ALC wants NTC probe on trucking operator licencing

ATA rejects concept as national rail law gets a beating as basis for road transport COR proposal

 

The Australian Logistics Council (ALC) has called for examination of operator licencing’s extension to trucking if the admittedly unsuitable National Rail Safety Law (NRSL) is to be the basis of chain of responsibility (COR) reform in road freight.

Couched as a way of increasing trucking company safety competence, the idea arises as use of the NRSL is taking something of a beating in submissions to the National Transport Commission (NTC) on its ‘primary duties for chain of responsibility (COR) parties and executive officer liability’ proposals.

The South Australian Road Transport Association (SARTA) describes basing reforms on the NRSL and treating consignors and consignees differently from truck owners and drivers as “fundamentally flawed” due to structural differences between the industries.

SARTA gains some ALC support on the rail law aspect but from a slightly different angle.

Rather than focus on market power imbalances, the ALC notes rail operators must win regulator accreditation and comply with an approved safety management system including health, drugs and fatigue aspects.

It argues that trucking industry fragmentation, makes adopting general duties “unlikely to bring about improved safety outcomes without the development of practices and procedures that will build operator capacity”.

Given the number of entities involved in the heavy vehicle sector compared with rail, it sees one positive – “a licensing regime [for trucking] is probably the more efficient way to mimic the accreditation/safety management system created under the rail safety legislation”.  

The ALC calls for the Transport and Infrastructure Council to “task the National Transport Commission to consider the implementation of operator licensing in Australia as a matter of priority”.

But the idea gains short shrift from the Australian Trucking Association.

“The option of operator licensing was considered by our Trucking Australia 2015 delegates in Hobart in March. Our delegates made it clear that they did not support the option,” a spokesperson tells ATN.

In its submission to the NTC, SARTA executive director Steve Shearer points out that price-taking truck operators, which are “routinely and directly influenced and often effectively controlled by the clients and their demands” are generally unlike rail operators, who are few and mostly big price-setters.

This is not an insignificant difference. It is in fact absolutely fundamental as the reality is that road freight clients by and large have a substantial and direct influence on the operational demands and consequentially on the behaviour of truck operators and their drivers,” Shearer writes.

“This is especially so with the very substantial number of large corporate clients including supermarkets, manufacturing, mining and others.

“Their demands and contractual conditions imposed by clients, including the freight rates paid, as well as their control over the loading and unloading tasks and procedures, are all too often at the root cause of serious safety problems within the road freight industry.”
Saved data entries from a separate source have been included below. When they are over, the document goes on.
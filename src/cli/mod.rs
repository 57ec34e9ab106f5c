//! Command-line interface for learnhub.
//!
//! Without a subcommand the binary starts the HTTP server. Subcommands:
//! - `config check` - Validate the configuration file and print a summary
//! - `db reconcile` - Report (or with `--execute`, repair) drifted course counters

use anyhow::{Context, Result};
use clap::{Parser, Subcommand};
use std::path::PathBuf;

use crate::config::Config;
use crate::db::{self, counters, counters::CounterDrift};

/// CLI arguments structure
#[derive(Parser, Debug)]
#[command(name = "learnhub")]
#[command(author, version, about = "Course and lesson authoring API", long_about = None)]
pub struct Cli {
    /// Path to configuration file
    #[arg(short, long, env = "LEARNHUB_CONFIG", default_value = "learnhub.toml")]
    pub config: PathBuf,

    /// Override log level
    #[arg(short, long)]
    pub log_level: Option<String>,

    /// Subcommand to run (if none, starts the server)
    #[command(subcommand)]
    pub command: Option<Commands>,
}

#[derive(Subcommand, Debug)]
pub enum Commands {
    /// Configuration management commands
    #[command(subcommand)]
    Config(ConfigCommands),

    /// Database maintenance commands
    #[command(subcommand)]
    Db(DbCommands),
}

#[derive(Subcommand, Debug)]
pub enum ConfigCommands {
    /// Validate configuration file
    Check,
}

#[derive(Subcommand, Debug)]
pub enum DbCommands {
    /// Compare course counters with their live lessons
    Reconcile {
        /// Rewrite drifted counters (without this flag, only report them)
        #[arg(long)]
        execute: bool,
    },
}

/// Run a CLI command
pub async fn run_command(cli: &Cli) -> Result<()> {
    match &cli.command {
        Some(Commands::Config(ConfigCommands::Check)) => cmd_config_check(cli),
        Some(Commands::Db(DbCommands::Reconcile { execute })) => {
            cmd_db_reconcile(cli, *execute).await
        }
        // No subcommand means start the server, handled in main.rs
        None => Ok(()),
    }
}

fn cmd_config_check(cli: &Cli) -> Result<()> {
    let config_path = &cli.config;

    println!("Checking configuration file: {}", config_path.display());
    println!();

    if !config_path.exists() {
        println!("[!!] Configuration file not found: {}", config_path.display());
        println!();
        println!("A default configuration will be used when starting the server.");
        return Ok(());
    }

    let config = match Config::load(config_path) {
        Ok(config) => config,
        Err(e) => {
            println!("[ERROR] Configuration is invalid: {:#}", e);
            anyhow::bail!("configuration check failed");
        }
    };

    println!("[OK] Configuration file is valid!");
    println!();
    println!("=== Configuration Summary ===");
    println!();
    println!("Server:");
    println!("  Listen:       {}:{}", config.server.host, config.server.port);
    println!("  Static Dir:   {}", config.server.static_dir.display());
    println!();
    println!("Database:");
    println!("  URL:          {}", config.database.url);
    println!("  Connections:  {}", config.database.max_connections);
    println!();
    println!("Auth:");
    println!("  Token TTL:    {} days", config.auth.token_ttl_days);
    println!(
        "  Admin User:   {}",
        config.auth.admin_email.as_deref().unwrap_or("(not configured)")
    );
    println!();
    println!("Security:");
    println!(
        "  Rate Limiting: {}",
        if config.rate_limit.enabled {
            format!(
                "Enabled ({} auth requests / {}s)",
                config.rate_limit.auth_requests_per_window, config.rate_limit.window_seconds
            )
        } else {
            "Disabled".to_string()
        }
    );
    println!();
    println!("Logging:");
    println!("  Level:        {}", config.logging.level);

    Ok(())
}

async fn cmd_db_reconcile(cli: &Cli, execute: bool) -> Result<()> {
    let config = Config::load(&cli.config)?;
    let pool = db::init(&config.database)
        .await
        .context("Failed to open database")?;

    println!();
    println!("=== Course Counter Reconciliation ===");
    println!();

    if !execute {
        println!("[DRY RUN] Showing drifted counters. Use --execute to rewrite them.");
        println!();
    }

    let drift = if execute {
        counters::reconcile(&pool).await?
    } else {
        counters::find_drift(&pool).await?
    };

    if drift.is_empty() {
        println!("All course counters match their lessons.");
        return Ok(());
    }

    for line in drift.iter().map(describe_drift) {
        println!("  {}", line);
    }
    println!();

    if execute {
        println!("Rewrote counters on {} course(s).", drift.len());
    } else {
        println!("{} course(s) would be updated.", drift.len());
    }

    Ok(())
}

fn describe_drift(d: &CounterDrift) -> String {
    format!(
        "{} ({}): lessons {} -> {}, duration {}s -> {}s",
        d.title, d.course_id, d.stored_lessons, d.live_lessons, d.stored_duration, d.live_duration
    )
}

#[cfg(test)]
mod tests {
    use super::*;

    #[test]
    fn test_parse_reconcile_flags() {
        let cli = Cli::try_parse_from(["learnhub", "db", "reconcile", "--execute"]).unwrap();
        assert!(matches!(
            cli.command,
            Some(Commands::Db(DbCommands::Reconcile { execute: true }))
        ));
        assert_eq!(cli.config, PathBuf::from("learnhub.toml"));
    }

    #[test]
    fn test_no_subcommand_serves() {
        let cli = Cli::try_parse_from(["learnhub", "--log-level", "debug"]).unwrap();
        assert!(cli.command.is_none());
        assert_eq!(cli.log_level.as_deref(), Some("debug"));
    }

    #[test]
    fn test_describe_drift() {
        let d = CounterDrift {
            course_id: "c1".to_string(),
            title: "Rust".to_string(),
            stored_lessons: 3,
            stored_duration: 900,
            live_lessons: 2,
            live_duration: 600,
        };
        assert_eq!(
            describe_drift(&d),
            "Rust (c1): lessons 3 -> 2, duration 900s -> 600s"
        );
    }
}
//! Common types and utilities shared across models.

use serde::{de::DeserializeOwned, Serialize};

/// Current time as an RFC 3339 string, the timestamp format stored in every table
pub fn now() -> String {
    chrono::Utc::now().to_rfc3339()
}

/// Helper to parse a JSON array column, tolerating NULL or malformed data
pub fn parse_json_list<T: DeserializeOwned>(json: &str) -> Vec<T> {
    serde_json::from_str(json).unwrap_or_default()
}

/// Helper to serialize a list for a JSON column
pub fn serialize_json_list<T: Serialize>(items: &[T]) -> String {
    serde_json::to_string(items).unwrap_or_else(|_| "[]".to_string())
}

/// Helper to parse an optional JSON object column, falling back to defaults
pub fn parse_json_object<T: DeserializeOwned + Default>(json: Option<&str>) -> T {
    json.and_then(|s| serde_json::from_str(s).ok())
        .unwrap_or_default()
}

/// Page metadata returned alongside list results
#[derive(Debug, Clone, PartialEq, Eq, Serialize, serde::Deserialize)]
#[serde(rename_all = "camelCase")]
pub struct Pagination {
    pub current_page: i64,
    pub total_pages: i64,
    pub total_courses: i64,
    pub has_next_page: bool,
    pub has_prev_page: bool,
}

impl Pagination {
    pub fn new(page: i64, limit: i64, total: i64) -> Self {
        let total_pages = if limit > 0 { (total + limit - 1) / limit } else { 0 };
        Self {
            current_page: page,
            total_pages,
            total_courses: total,
            has_next_page: page < total_pages,
            has_prev_page: page > 1,
        }
    }
}

#[cfg(test)]
mod tests {
    use super::*;

    #[test]
    fn test_pagination_math() {
        let p = Pagination::new(1, 12, 25);
        assert_eq!(p.total_pages, 3);
        assert!(p.has_next_page);
        assert!(!p.has_prev_page);

        let p = Pagination::new(3, 12, 25);
        assert!(!p.has_next_page);
        assert!(p.has_prev_page);

        let p = Pagination::new(1, 12, 0);
        assert_eq!(p.total_pages, 0);
        assert!(!p.has_next_page);
    }

    #[test]
    fn test_json_list_helpers() {
        let tags = vec!["rust".to_string(), "web".to_string()];
        let json = serialize_json_list(&tags);
        assert_eq!(parse_json_list::<String>(&json), tags);
        assert!(parse_json_list::<String>("not json").is_empty());
    }
}
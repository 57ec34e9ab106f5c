//! Slug allocation against stored courses and lessons.
//!
//! `allocate` reads the taken slugs inside the caller's transaction; the
//! unique indexes on `courses.slug` and `lessons(course_id, slug)` catch any
//! writer that slipped in between, and `with_slug_retry` re-runs the whole
//! write when that happens. Writers open their transactions with
//! `begin_write` so the read and the insert hold the same write lock.

use std::collections::HashSet;
use std::future::Future;

use sqlx::SqliteConnection;
use thiserror::Error;
use tracing::warn;

use super::{is_busy, is_unique_violation};
use crate::slug::{self, SlugError};

/// Attempts made by `with_slug_retry` before the collision is surfaced
pub const MAX_WRITE_ATTEMPTS: usize = 3;

/// Where a slug must be unique
#[derive(Debug, Clone, Copy)]
pub enum SlugScope<'a> {
    /// All courses, optionally ignoring the course being renamed
    Courses { exclude: Option<&'a str> },
    /// Lessons of one course, optionally ignoring the lesson being renamed
    Lessons {
        course_id: &'a str,
        exclude: Option<&'a str>,
    },
}

#[derive(Debug, Error)]
pub enum SlugWriteError {
    #[error(transparent)]
    Slug(#[from] SlugError),
    #[error(transparent)]
    Database(#[from] sqlx::Error),
}

impl SlugWriteError {
    /// A lost race: either the unique index rejected the slug or the write
    /// lock was still held when the busy timeout ran out.
    fn is_collision(&self) -> bool {
        matches!(self, SlugWriteError::Database(e) if is_unique_violation(e) || is_busy(e))
    }
}

async fn taken_slugs(
    conn: &mut SqliteConnection,
    scope: SlugScope<'_>,
    base: &str,
) -> Result<HashSet<String>, sqlx::Error> {
    // LIKE may over-match on `_`; exact comparison happens in the set.
    let pattern = format!("{}-%", base);
    let rows: Vec<(String,)> = match scope {
        SlugScope::Courses { exclude } => {
            sqlx::query_as(
                "SELECT slug FROM courses WHERE (slug = ? OR slug LIKE ?) AND (? IS NULL OR id != ?)",
            )
            .bind(base)
            .bind(&pattern)
            .bind(exclude)
            .bind(exclude)
            .fetch_all(&mut *conn)
            .await?
        }
        SlugScope::Lessons { course_id, exclude } => {
            sqlx::query_as(
                "SELECT slug FROM lessons WHERE course_id = ? AND (slug = ? OR slug LIKE ?) AND (? IS NULL OR id != ?)",
            )
            .bind(course_id)
            .bind(base)
            .bind(&pattern)
            .bind(exclude)
            .bind(exclude)
            .fetch_all(&mut *conn)
            .await?
        }
    };
    Ok(rows.into_iter().map(|(s,)| s).collect())
}

/// Pick the first free slug for `title` within `scope`
pub async fn allocate(
    conn: &mut SqliteConnection,
    scope: SlugScope<'_>,
    title: &str,
) -> Result<String, SlugWriteError> {
    let base = slug::derive(title);
    let taken = taken_slugs(conn, scope, &base).await?;
    Ok(slug::first_free(title, |c| taken.contains(c))?)
}

/// Run a slug-allocating write, retrying when it loses a race.
///
/// `op` must open and commit its own transaction so each attempt sees the
/// rows that beat it.
pub async fn with_slug_retry<T, F, Fut>(mut op: F) -> Result<T, SlugWriteError>
where
    F: FnMut() -> Fut,
    Fut: Future<Output = Result<T, SlugWriteError>>,
{
    let mut attempt = 1;
    loop {
        match op().await {
            Err(e) if e.is_collision() && attempt < MAX_WRITE_ATTEMPTS => {
                warn!(attempt, "Slug collided with a concurrent write, retrying");
                attempt += 1;
            }
            other => return other,
        }
    }
}

#[cfg(test)]
mod tests {
    use super::*;
    use crate::db::test_pool;

    async fn seed(pool: &crate::db::DbPool) {
        sqlx::query("INSERT INTO users (id, name, email, password_hash) VALUES ('u1', 'U', 'u@x.io', 'h')")
            .execute(pool)
            .await
            .unwrap();
        for (id, slug) in [("c1", "intro-to-python"), ("c2", "intro-to-python-1"), ("c3", "other")] {
            sqlx::query(
                "INSERT INTO courses (id, title, slug, description, instructor_id, category, level) \
                 VALUES (?, 'T', ?, 'D', 'u1', 'programming', 'beginner')",
            )
            .bind(id)
            .bind(slug)
            .execute(pool)
            .await
            .unwrap();
        }
    }

    #[tokio::test]
    async fn test_allocate_course_slug_skips_taken() {
        let pool = test_pool().await;
        seed(&pool).await;
        let mut conn = pool.acquire().await.unwrap();

        let slug = allocate(&mut conn, SlugScope::Courses { exclude: None }, "Intro to Python")
            .await
            .unwrap();
        assert_eq!(slug, "intro-to-python-2");

        let fresh = allocate(&mut conn, SlugScope::Courses { exclude: None }, "Brand New")
            .await
            .unwrap();
        assert_eq!(fresh, "brand-new");
    }

    #[tokio::test]
    async fn test_allocate_ignores_excluded_row() {
        let pool = test_pool().await;
        seed(&pool).await;
        let mut conn = pool.acquire().await.unwrap();

        let slug = allocate(&mut conn, SlugScope::Courses { exclude: Some("c1") }, "Intro to Python")
            .await
            .unwrap();
        assert_eq!(slug, "intro-to-python");
    }

    #[tokio::test]
    async fn test_lesson_slugs_are_per_course() {
        let pool = test_pool().await;
        seed(&pool).await;
        sqlx::query(
            "INSERT INTO lessons (id, title, slug, course_id, sort_order) VALUES ('l1', 'Introduction', 'introduction', 'c1', 1)",
        )
        .execute(&pool)
        .await
        .unwrap();
        let mut conn = pool.acquire().await.unwrap();

        let same_course = allocate(
            &mut conn,
            SlugScope::Lessons { course_id: "c1", exclude: None },
            "Introduction",
        )
        .await
        .unwrap();
        assert_eq!(same_course, "introduction-1");

        let other_course = allocate(
            &mut conn,
            SlugScope::Lessons { course_id: "c2", exclude: None },
            "Introduction",
        )
        .await
        .unwrap();
        assert_eq!(other_course, "introduction");
    }

    #[tokio::test]
    async fn test_retry_recovers_from_collision() {
        let pool = test_pool().await;
        seed(&pool).await;
        let pool_ref = &pool;
        let attempts = std::sync::atomic::AtomicUsize::new(0);
        let attempts_ref = &attempts;

        let slug = with_slug_retry(move || async move {
            let n = attempts_ref.fetch_add(1, std::sync::atomic::Ordering::SeqCst);
            let mut tx = crate::db::begin_write(pool_ref).await?;
            // The first attempt writes a stale slug, as if a racer won.
            let slug = if n == 0 {
                "other".to_string()
            } else {
                allocate(&mut *tx, SlugScope::Courses { exclude: None }, "Other").await?
            };
            sqlx::query(
                "INSERT INTO courses (id, title, slug, description, instructor_id, category, level) \
                 VALUES (?, 'Other', ?, 'D', 'u1', 'design', 'beginner')",
            )
            .bind(format!("n{}", n))
            .bind(&slug)
            .execute(&mut *tx)
            .await?;
            tx.commit().await?;
            Ok::<_, SlugWriteError>(slug)
        })
        .await
        .unwrap();

        assert_eq!(slug, "other-1");
        assert_eq!(attempts.load(std::sync::atomic::Ordering::SeqCst), 2);
    }

    #[tokio::test]
    async fn test_retry_gives_up_after_max_attempts() {
        let pool = test_pool().await;
        seed(&pool).await;
        let pool_ref = &pool;

        let err = with_slug_retry(move || async move {
            sqlx::query(
                "INSERT INTO courses (id, title, slug, description, instructor_id, category, level) \
                 VALUES (lower(hex(randomblob(8))), 'Other', 'other', 'D', 'u1', 'design', 'beginner')",
            )
            .execute(pool_ref)
            .await?;
            Ok::<_, SlugWriteError>(())
        })
        .await
        .unwrap_err();

        assert!(matches!(err, SlugWriteError::Database(_)));
    }
}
“Governments and the NTC as their advisor, couldn’t be taken seriously in relation to the push for improved safety within the road freight industry, let alone for resolving the remaining serious safety issues, if they ignore this reality and continue to focus on the low-hanging fruit, the truck operators and drivers, rather than on also addressing the systemic issues throughout the chain effectively.”

He states the trucking industry only supported a ‘reverse onus of proof’ in COR due to the government pledge to use it to also tackle the adverse impact of powerful interests on its safe operations.

Sarta insists the “aim of these reforms must be to resolve the critical systemic and hard problems”, by making COR laws effective “on all parties” and this trumps any call for further work on and delay of the reform.

“The argument from some amongst the consignor/ee ranks that applying the Primary Duty to them would be unfair, is absurd, flawed and disingenuous,” Shearer writes.

“They, like truck operators, are already covered by the Primary Duty provisions under the WHS laws and they manage their responsibilities accordingly.

“If anything, meeting their responsibilities under the NHVL COR Primary Duty would be easier and well within their expertise and capacity, if they are actually serious about safety and their reputation.”

Sarta also wants a tightening of role-specific duties proposals focused on avoiding the breaching of mass, dimension and load restraint requirements; and/or speed or fatigue requirements by the driver.

“This would not cover or deal effectively with unacceptable and unsafe but none-the-less established practices of some consignors/ees, such as requiring the truck driver to remove all load restraint out on the road before entering a depot/DC to unload,” the submission reads.

“Some large DC’s require this ostensibly under their own WHS policies and in doing so they show complete disregard for the Load Restraint laws and for the safety of the truck driver.

“Any role-specific duty that applies to consignors/ees must cover all aspects of heavy vehicles operations and not just mass, dimension, load restraint, fatigue and speed.”

Any congruence with Sarta’s positions fails to extend to imposing COR on other parties.

“No evidence has been presented as to how such an extension will assist safety or productivity outcomes,” the ALC states.

“As would be understood, such an extension would need to be tested by a regulatory impact statement to ensure that such a step would provide the Australian community with a net public benefit.

“That said, at this stage ALC cannot support any further extension of the COR obligations under the HVNL.”